Records from a data source
..........
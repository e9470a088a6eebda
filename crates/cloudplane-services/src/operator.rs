//! Provider operations behind each phase

use crate::cluster::Cluster;
use crate::upgrade::UpgradePaths;
use async_trait::async_trait;
use cloudplane_cloud::{ActivityContext, ActivityError};
use serde::{Deserialize, Serialize};

/// Input of one phase operation
#[derive(Debug, Clone, PartialEq, Serialize, Deserialize)]
pub struct OperationRequest {
    pub cluster: Cluster,
    pub service_name: String,

    /// Version being installed, or the installed version when uninstalling
    pub version: Option<String>,

    pub config: serde_json::Value,
}

/// Executes the externally-effecting step of each phase
///
/// Implementations run as activities: they may be retried with the same
/// context identity, so mutating calls should carry the idempotency token
/// from [`cloudplane_cloud::token_for`]. Errors must already be encoded
/// with [`cloudplane_cloud::encode`].
#[async_trait]
pub trait ServiceOperator: Send + Sync {
    /// Prepare the cluster for the service (repositories, namespaces, secrets)
    async fn pre_install(
        &self,
        ctx: &ActivityContext,
        request: &OperationRequest,
    ) -> Result<(), ActivityError>;

    /// Install or upgrade the service to `request.version`
    async fn install(
        &self,
        ctx: &ActivityContext,
        request: &OperationRequest,
    ) -> Result<(), ActivityError>;

    /// Wait for the installed service to become healthy
    async fn post_install(
        &self,
        ctx: &ActivityContext,
        request: &OperationRequest,
    ) -> Result<(), ActivityError>;

    /// Remove the service from the cluster
    async fn uninstall(
        &self,
        ctx: &ActivityContext,
        request: &OperationRequest,
    ) -> Result<(), ActivityError>;

    /// Upgrade paths known for the service, if the operator has a catalog
    fn upgrade_paths(&self, _service_name: &str) -> Option<UpgradePaths> {
        None
    }
}
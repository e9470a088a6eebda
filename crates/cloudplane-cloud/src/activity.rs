//! Activity execution context
//!
//! An [`ActivityContext`] identifies one unit of work inside one execution
//! and carries its liveness (heartbeat) and cancellation plumbing. Every
//! retry attempt of the same activity shares the run id and activity id.

use crate::codec::{ActivityError, Failure};
use std::sync::atomic::{AtomicU64, Ordering};
use std::sync::{Arc, Mutex};
use thiserror::Error;
use tokio::time::Instant;
use tokio_util::sync::{CancellationToken, WaitForCancellationFuture};

/// The enclosing execution was cancelled
#[derive(Error, Debug, Clone, Copy, PartialEq, Eq)]
#[error("activity cancelled")]
pub struct Cancelled;

impl From<Cancelled> for ActivityError {
    fn from(_: Cancelled) -> Self {
        ActivityError::cancelled()
    }
}

impl From<Cancelled> for Failure {
    fn from(_: Cancelled) -> Self {
        Failure::Activity(ActivityError::cancelled())
    }
}

#[derive(Debug, Default)]
struct HeartbeatState {
    count: AtomicU64,
    last: Mutex<Option<(Instant, Option<String>)>>,
}

/// Identity and liveness plumbing for one activity attempt
#[derive(Debug, Clone)]
pub struct ActivityContext {
    run_id: String,
    activity_id: String,
    attempt: u32,
    heartbeats: Arc<HeartbeatState>,
    cancel: CancellationToken,
}

impl ActivityContext {
    pub fn new(
        run_id: impl Into<String>,
        activity_id: impl Into<String>,
        cancel: CancellationToken,
    ) -> Self {
        Self {
            run_id: run_id.into(),
            activity_id: activity_id.into(),
            attempt: 1,
            heartbeats: Arc::new(HeartbeatState::default()),
            cancel,
        }
    }

    /// Context for the next retry of the same activity
    ///
    /// Identity and heartbeat history are kept; only the attempt changes.
    pub fn next_attempt(&self) -> Self {
        Self {
            attempt: self.attempt + 1,
            ..self.clone()
        }
    }

    /// Run id of the enclosing execution
    pub fn run_id(&self) -> &str {
        &self.run_id
    }

    /// Id of this unit of work within the execution
    pub fn activity_id(&self) -> &str {
        &self.activity_id
    }

    /// 1-based attempt number
    pub fn attempt(&self) -> u32 {
        self.attempt
    }

    /// Record proof of liveness; this is where cancellation is observed
    pub fn heartbeat(&self, details: Option<String>) -> Result<(), Cancelled> {
        self.heartbeats.count.fetch_add(1, Ordering::SeqCst);
        if let Ok(mut last) = self.heartbeats.last.lock() {
            *last = Some((Instant::now(), details));
        }

        if self.cancel.is_cancelled() {
            tracing::debug!(
                run_id = %self.run_id,
                activity_id = %self.activity_id,
                "Cancellation observed at heartbeat"
            );
            return Err(Cancelled);
        }
        Ok(())
    }

    pub fn heartbeat_count(&self) -> u64 {
        self.heartbeats.count.load(Ordering::SeqCst)
    }

    /// Time and details of the most recent heartbeat
    pub fn last_heartbeat(&self) -> Option<(Instant, Option<String>)> {
        self.heartbeats.last.lock().ok().and_then(|last| last.clone())
    }

    pub fn is_cancelled(&self) -> bool {
        self.cancel.is_cancelled()
    }

    /// Resolves once the enclosing execution is cancelled
    pub fn cancelled(&self) -> WaitForCancellationFuture<'_> {
        self.cancel.cancelled()
    }
}
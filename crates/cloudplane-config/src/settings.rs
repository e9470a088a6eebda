//! Daemon settings file

use crate::error::{ConfigError, Result};
use serde::{Deserialize, Serialize};
use std::collections::{BTreeMap, HashSet};
use std::path::{Path, PathBuf};
use std::time::Duration;

#[derive(Debug, Clone, Default, PartialEq, Serialize, Deserialize)]
#[serde(default)]
pub struct Settings {
    /// Where the service store lives; defaults to the local data directory
    pub state_dir: Option<PathBuf>,
    pub waiter: WaiterSettings,
    pub retry: RetrySettings,
    pub reconciler: ReconcilerSettings,
    pub helm: HelmSettings,
    pub clusters: Vec<ClusterSettings>,
    pub services: BTreeMap<String, ServiceSettings>,
    pub authorization: AuthorizationSettings,
}

#[derive(Debug, Clone, PartialEq, Serialize, Deserialize)]
#[serde(default)]
pub struct WaiterSettings {
    pub poll_interval_secs: u64,
}

impl Default for WaiterSettings {
    fn default() -> Self {
        Self {
            poll_interval_secs: 10,
        }
    }
}

impl WaiterSettings {
    pub fn poll_interval(&self) -> Duration {
        Duration::from_secs(self.poll_interval_secs)
    }
}

#[derive(Debug, Clone, PartialEq, Serialize, Deserialize)]
#[serde(default)]
pub struct RetrySettings {
    pub max_attempts: u32,
    pub initial_delay_ms: u64,
    pub max_delay_ms: u64,
    pub backoff_multiplier: f64,
}

impl Default for RetrySettings {
    fn default() -> Self {
        Self {
            max_attempts: 3,
            initial_delay_ms: 1000,
            max_delay_ms: 30000,
            backoff_multiplier: 2.0,
        }
    }
}

impl RetrySettings {
    pub fn initial_delay(&self) -> Duration {
        Duration::from_millis(self.initial_delay_ms)
    }

    pub fn max_delay(&self) -> Duration {
        Duration::from_millis(self.max_delay_ms)
    }
}

#[derive(Debug, Clone, PartialEq, Serialize, Deserialize)]
#[serde(default)]
pub struct ReconcilerSettings {
    /// Automatic retries of a failed phase; 0 waits for an explicit retry
    pub auto_retry_limit: u32,
    pub resync_interval_secs: u64,
}

impl Default for ReconcilerSettings {
    fn default() -> Self {
        Self {
            auto_retry_limit: 0,
            resync_interval_secs: 30,
        }
    }
}

impl ReconcilerSettings {
    pub fn resync_interval(&self) -> Duration {
        Duration::from_secs(self.resync_interval_secs)
    }
}

#[derive(Debug, Clone, PartialEq, Serialize, Deserialize)]
#[serde(default)]
pub struct HelmSettings {
    pub binary: PathBuf,
}

impl Default for HelmSettings {
    fn default() -> Self {
        Self {
            binary: PathBuf::from("helm"),
        }
    }
}

#[derive(Debug, Clone, PartialEq, Serialize, Deserialize)]
pub struct ClusterSettings {
    pub id: u64,
    /// Also the kube context used to reach the cluster
    pub name: String,
    pub org_id: u64,
    pub uid: String,
    #[serde(default = "default_true")]
    pub ready: bool,
    #[serde(default)]
    pub rbac_enabled: bool,
}

#[derive(Debug, Clone, PartialEq, Serialize, Deserialize)]
pub struct ServiceSettings {
    pub chart: String,
    #[serde(default)]
    pub repository: Option<String>,
    pub namespace: String,
    #[serde(default)]
    pub upgrade_paths: BTreeMap<String, Vec<String>>,
}

#[derive(Debug, Clone, Default, PartialEq, Serialize, Deserialize)]
#[serde(default)]
pub struct AuthorizationSettings {
    pub users: Vec<UserSettings>,
}

#[derive(Debug, Clone, PartialEq, Serialize, Deserialize)]
pub struct UserSettings {
    pub name: String,
    pub org_id: u64,
}

fn default_true() -> bool {
    true
}

impl Settings {
    /// Parse and validate a settings file
    pub fn load(path: impl AsRef<Path>) -> Result<Self> {
        let path = path.as_ref();
        let content = std::fs::read_to_string(path)?;
        let settings: Settings =
            serde_yaml::from_str(&content).map_err(|source| ConfigError::Parse {
                path: path.to_path_buf(),
                source,
            })?;
        settings.validate()?;
        Ok(settings)
    }

    pub fn validate(&self) -> Result<()> {
        if self.waiter.poll_interval_secs == 0 {
            return Err(ConfigError::Invalid(
                "waiter.poll_interval_secs must be at least 1".to_string(),
            ));
        }
        if self.retry.max_attempts == 0 {
            return Err(ConfigError::Invalid(
                "retry.max_attempts must be at least 1".to_string(),
            ));
        }
        if self.retry.backoff_multiplier < 1.0 {
            return Err(ConfigError::Invalid(
                "retry.backoff_multiplier must be at least 1.0".to_string(),
            ));
        }
        if self.reconciler.resync_interval_secs == 0 {
            return Err(ConfigError::Invalid(
                "reconciler.resync_interval_secs must be at least 1".to_string(),
            ));
        }

        let mut ids = HashSet::new();
        for cluster in &self.clusters {
            if !ids.insert(cluster.id) {
                return Err(ConfigError::Invalid(format!(
                    "cluster id {} is defined more than once",
                    cluster.id
                )));
            }
        }

        for (name, service) in &self.services {
            if service.chart.is_empty() || service.namespace.is_empty() {
                return Err(ConfigError::Invalid(format!(
                    "service {} needs both chart and namespace",
                    name
                )));
            }
        }

        Ok(())
    }

    /// The configured state directory, or the platform default
    pub fn state_dir(&self) -> Result<PathBuf> {
        match &self.state_dir {
            Some(dir) => Ok(dir.clone()),
            None => Ok(dirs::data_local_dir()
                .ok_or(ConfigError::ConfigDirNotFound)?
                .join("cloudplane")),
        }
    }
}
..........
About this exercise:
Please report only the count of lines in the entries above where the word "load" appears.

Final answer:
2